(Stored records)
======

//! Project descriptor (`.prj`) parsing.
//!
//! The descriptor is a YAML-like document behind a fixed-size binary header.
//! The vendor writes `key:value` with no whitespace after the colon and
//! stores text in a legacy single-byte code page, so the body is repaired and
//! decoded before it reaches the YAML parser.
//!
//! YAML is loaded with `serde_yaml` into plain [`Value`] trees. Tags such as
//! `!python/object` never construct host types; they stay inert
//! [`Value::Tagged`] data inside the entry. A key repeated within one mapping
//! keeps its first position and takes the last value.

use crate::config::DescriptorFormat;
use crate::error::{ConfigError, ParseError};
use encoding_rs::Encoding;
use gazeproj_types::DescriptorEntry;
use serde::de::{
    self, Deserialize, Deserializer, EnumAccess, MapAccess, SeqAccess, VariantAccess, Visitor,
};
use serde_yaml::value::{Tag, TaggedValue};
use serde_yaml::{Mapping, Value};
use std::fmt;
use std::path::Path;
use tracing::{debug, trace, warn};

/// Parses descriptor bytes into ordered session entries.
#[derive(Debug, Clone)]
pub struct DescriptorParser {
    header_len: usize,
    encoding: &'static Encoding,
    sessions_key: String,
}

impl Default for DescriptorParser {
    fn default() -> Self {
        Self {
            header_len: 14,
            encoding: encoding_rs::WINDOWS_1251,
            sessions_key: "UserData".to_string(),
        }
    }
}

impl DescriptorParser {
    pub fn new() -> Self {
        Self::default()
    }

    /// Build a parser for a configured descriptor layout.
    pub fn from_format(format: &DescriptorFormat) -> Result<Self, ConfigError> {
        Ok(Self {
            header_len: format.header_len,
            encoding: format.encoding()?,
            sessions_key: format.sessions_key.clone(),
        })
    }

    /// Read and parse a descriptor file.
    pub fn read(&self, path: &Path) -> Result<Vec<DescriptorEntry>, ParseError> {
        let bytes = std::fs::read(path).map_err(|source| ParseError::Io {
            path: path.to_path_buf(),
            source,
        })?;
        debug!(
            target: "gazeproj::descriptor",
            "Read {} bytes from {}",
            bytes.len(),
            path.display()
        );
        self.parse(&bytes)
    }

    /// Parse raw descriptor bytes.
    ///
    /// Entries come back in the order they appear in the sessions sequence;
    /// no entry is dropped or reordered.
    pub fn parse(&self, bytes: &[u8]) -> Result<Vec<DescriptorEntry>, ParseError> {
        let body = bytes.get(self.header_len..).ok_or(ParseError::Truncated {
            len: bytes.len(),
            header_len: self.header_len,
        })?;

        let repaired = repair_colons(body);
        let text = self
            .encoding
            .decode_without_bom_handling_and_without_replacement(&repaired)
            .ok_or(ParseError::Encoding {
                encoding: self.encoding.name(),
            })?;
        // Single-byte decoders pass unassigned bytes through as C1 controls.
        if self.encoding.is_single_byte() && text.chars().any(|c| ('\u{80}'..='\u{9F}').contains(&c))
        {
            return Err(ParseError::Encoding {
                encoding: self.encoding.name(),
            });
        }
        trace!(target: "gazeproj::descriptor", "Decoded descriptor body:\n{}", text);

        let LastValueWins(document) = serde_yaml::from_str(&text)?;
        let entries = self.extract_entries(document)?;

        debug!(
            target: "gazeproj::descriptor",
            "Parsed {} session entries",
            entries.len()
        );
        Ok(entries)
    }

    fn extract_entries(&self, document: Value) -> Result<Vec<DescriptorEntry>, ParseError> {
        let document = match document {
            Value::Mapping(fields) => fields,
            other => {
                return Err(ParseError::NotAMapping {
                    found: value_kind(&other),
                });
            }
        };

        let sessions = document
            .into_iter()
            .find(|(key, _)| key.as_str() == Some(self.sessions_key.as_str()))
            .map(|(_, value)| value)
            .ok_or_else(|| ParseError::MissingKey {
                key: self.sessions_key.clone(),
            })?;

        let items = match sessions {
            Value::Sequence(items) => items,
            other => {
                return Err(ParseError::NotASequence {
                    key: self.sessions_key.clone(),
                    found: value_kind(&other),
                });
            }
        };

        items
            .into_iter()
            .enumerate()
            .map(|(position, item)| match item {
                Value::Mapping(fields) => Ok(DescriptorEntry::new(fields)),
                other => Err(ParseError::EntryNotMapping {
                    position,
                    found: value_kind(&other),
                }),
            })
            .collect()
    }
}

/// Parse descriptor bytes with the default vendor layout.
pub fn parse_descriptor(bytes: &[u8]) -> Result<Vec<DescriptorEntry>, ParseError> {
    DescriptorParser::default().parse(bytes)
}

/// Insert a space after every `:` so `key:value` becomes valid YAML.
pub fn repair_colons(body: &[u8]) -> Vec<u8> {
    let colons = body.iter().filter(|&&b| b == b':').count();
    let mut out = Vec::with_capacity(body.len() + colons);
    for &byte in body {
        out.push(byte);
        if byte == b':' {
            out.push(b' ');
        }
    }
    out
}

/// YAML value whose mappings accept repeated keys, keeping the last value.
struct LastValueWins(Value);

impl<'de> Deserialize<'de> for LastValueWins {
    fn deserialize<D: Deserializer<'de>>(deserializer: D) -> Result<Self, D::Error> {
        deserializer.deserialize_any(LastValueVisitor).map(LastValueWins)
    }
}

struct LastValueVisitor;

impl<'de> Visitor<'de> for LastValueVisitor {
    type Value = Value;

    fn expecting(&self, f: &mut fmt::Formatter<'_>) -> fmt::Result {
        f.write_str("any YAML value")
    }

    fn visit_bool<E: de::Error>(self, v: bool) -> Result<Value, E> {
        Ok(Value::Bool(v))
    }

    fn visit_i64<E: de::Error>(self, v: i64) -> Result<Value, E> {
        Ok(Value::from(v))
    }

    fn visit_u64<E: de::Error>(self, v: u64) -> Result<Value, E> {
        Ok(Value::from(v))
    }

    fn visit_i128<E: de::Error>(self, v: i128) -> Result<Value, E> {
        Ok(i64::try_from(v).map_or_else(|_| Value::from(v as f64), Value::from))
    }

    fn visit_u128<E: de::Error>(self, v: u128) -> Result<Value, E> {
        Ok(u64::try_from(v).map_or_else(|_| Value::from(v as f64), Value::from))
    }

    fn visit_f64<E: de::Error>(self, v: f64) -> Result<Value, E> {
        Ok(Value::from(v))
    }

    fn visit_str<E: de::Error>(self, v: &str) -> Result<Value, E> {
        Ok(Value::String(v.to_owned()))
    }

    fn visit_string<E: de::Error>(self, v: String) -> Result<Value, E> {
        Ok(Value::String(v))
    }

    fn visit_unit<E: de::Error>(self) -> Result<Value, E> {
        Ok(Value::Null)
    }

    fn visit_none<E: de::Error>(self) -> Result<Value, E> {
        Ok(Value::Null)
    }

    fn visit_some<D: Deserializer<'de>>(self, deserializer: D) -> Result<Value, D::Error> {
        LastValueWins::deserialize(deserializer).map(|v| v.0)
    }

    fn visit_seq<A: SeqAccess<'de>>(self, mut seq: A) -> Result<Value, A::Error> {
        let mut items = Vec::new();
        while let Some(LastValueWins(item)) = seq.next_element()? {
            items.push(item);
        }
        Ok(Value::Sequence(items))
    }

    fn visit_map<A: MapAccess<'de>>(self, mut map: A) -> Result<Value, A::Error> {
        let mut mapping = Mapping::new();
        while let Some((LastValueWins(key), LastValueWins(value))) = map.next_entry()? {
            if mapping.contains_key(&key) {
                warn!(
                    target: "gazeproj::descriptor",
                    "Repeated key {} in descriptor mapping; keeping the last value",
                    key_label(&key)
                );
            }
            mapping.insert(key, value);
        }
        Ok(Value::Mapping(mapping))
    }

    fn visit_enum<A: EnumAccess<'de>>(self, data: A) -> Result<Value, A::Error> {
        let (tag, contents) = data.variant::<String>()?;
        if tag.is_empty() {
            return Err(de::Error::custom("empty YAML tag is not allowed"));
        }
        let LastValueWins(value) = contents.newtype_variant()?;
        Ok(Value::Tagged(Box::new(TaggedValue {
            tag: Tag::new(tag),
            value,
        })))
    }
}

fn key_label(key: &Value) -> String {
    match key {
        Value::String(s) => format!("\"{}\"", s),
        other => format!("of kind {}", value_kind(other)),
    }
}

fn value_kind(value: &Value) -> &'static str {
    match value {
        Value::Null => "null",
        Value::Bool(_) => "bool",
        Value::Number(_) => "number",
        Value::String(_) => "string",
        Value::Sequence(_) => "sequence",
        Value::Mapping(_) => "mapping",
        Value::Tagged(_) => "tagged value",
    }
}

======

# [Exercise directions]
The answer must be one number, the count of lines above that hold the word "DescriptorParser".

# [Answer box]
4